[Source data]
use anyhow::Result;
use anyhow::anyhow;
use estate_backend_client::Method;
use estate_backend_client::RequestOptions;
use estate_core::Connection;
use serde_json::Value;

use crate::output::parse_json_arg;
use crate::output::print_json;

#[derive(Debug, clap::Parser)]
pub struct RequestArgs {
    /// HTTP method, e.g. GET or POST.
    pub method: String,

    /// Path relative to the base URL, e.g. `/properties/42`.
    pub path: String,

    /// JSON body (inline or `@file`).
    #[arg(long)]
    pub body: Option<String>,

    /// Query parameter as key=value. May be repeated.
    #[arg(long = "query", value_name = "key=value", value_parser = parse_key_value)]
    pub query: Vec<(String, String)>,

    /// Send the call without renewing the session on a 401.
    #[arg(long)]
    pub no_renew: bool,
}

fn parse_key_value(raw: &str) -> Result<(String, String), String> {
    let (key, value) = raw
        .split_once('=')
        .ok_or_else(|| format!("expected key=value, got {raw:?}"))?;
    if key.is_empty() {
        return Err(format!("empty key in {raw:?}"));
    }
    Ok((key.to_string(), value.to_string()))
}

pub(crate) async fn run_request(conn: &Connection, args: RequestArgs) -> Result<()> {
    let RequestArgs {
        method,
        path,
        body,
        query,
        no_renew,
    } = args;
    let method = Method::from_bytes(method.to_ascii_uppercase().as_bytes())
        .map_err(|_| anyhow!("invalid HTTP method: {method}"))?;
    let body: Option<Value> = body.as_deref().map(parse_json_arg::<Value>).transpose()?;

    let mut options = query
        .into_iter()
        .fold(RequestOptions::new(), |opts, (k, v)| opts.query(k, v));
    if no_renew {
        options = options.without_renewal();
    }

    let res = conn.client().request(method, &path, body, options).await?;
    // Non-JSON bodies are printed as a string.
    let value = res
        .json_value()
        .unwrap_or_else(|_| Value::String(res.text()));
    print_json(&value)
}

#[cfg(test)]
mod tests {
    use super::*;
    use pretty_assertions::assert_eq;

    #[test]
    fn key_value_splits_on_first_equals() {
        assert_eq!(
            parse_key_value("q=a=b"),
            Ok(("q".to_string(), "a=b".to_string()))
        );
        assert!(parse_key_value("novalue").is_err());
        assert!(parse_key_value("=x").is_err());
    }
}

> _Task objective_: State the number of lines above that contain "RequestArgs". Write nothing besides it.

> _Solution to this task_: 3